Wirecard-Skandal

„Ich brauchte Personenschützer“ - Investigativ-Journalistin deckt Milliardenbetrug auf

Dubiose Machenschaften von Immobilienfirmen, zwielichtige Geschäfte von Banken und Geschäftsberichte, mit denen irgendwas einfach nicht stimmt. Melanie Bergermann hat investigativ recherchiert - zum Wirecard-Skandal.

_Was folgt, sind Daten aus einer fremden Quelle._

use soroban_sdk::{contracttype, Address};

/// A single contribution made by a depositor, or a fragment of one received
/// through a share transfer
#[contracttype]
#[derive(Clone, Debug, Eq, PartialEq)]
pub struct DepositRecord {
    pub assets: i128,        // Principal in 18 decimals, only meaningful while inactive
    pub shares: i128,        // Shares still backed by this record
    pub time_deposited: u64, // Ledger timestamp of the deposit, 0 for migrated active value
}

/// Bookkeeping for a depositor's record sequence
#[contracttype]
#[derive(Clone, Debug, Default, Eq, PartialEq)]
pub struct DepositorLedger {
    pub cursor: u32, // Index of the first record that may still hold shares
    pub len: u32,    // Number of records ever appended
}

/// Storage key of a single deposit record
#[contracttype]
#[derive(Clone, Debug, Eq, PartialEq)]
pub struct DepositKey {
    pub owner: Address,
    pub index: u32,
}

#[contracttype]
#[derive(Clone, Debug, Eq, PartialEq)]
pub struct AllowanceKey {
    pub from: Address,
    pub spender: Address,
}

/// Deposit caps. `UNLIMITED` disables a cap.
#[contracttype]
#[derive(Clone, Debug, Eq, PartialEq)]
pub struct DepositLimits {
    pub max_liquidity: i128, // Vault-wide cap on total assets (native decimals)
    pub deposit_limit: i128, // Per-wallet cap on assets owned (native decimals)
}

#[contracttype]
#[derive(Clone, Debug, Eq, PartialEq)]
pub struct FeeConfig {
    pub platform_fee: i128,    // Yearly fee on active assets (SCALAR_7)
    pub performance_fee: i128, // Share of lending yield (SCALAR_7)
    pub distributor: Address,  // Receiver of collected fees
}

/// Fee accrual state. Fee shares are held by the vault itself.
#[contracttype]
#[derive(Clone, Debug, Default, Eq, PartialEq)]
pub struct FeeData {
    pub last_platform_accrual_time: u64,
    pub accrued_platform_fees: i128,     // Platform fee shares held by the vault
    pub accrued_performance_fees: i128,  // Performance fee shares held by the vault
    pub last_active_assets: i128,        // Active assets (18 decimals) at the last baseline
    pub last_normalized_income: i128,    // Lending income index at the last baseline, 0 if none
}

Hamm – Die gebürtige Hammerin Melanie Bergermann ist Investigativ-Journalistin bei der Wirtschaftswoche und war dort in den vergangenen Jahren an der Aufdeckung mehrerer Wirtschafts-Skandale beteiligt. Ihr letzter großer Treffer: Wirecard.

UnternehmenWirecard
HauptsitzAschheim (München)
Gründung1. Januar 1999
BrancheFinanzdienstleistung

Der Dienstleister für bargeldlose Zahlungen hatte jahrelang mit falschen Bilanzen gearbeitet, Investoren und die Politik hinters Licht geführt und damit einen Schaden in Milliardenhöhe verursacht. Jetzt sitzen mehrere Spitzen-Manager in Untersuchungshaft, der Ex-Vertriebsvorstand Jan Marsalek ist auf der Flucht.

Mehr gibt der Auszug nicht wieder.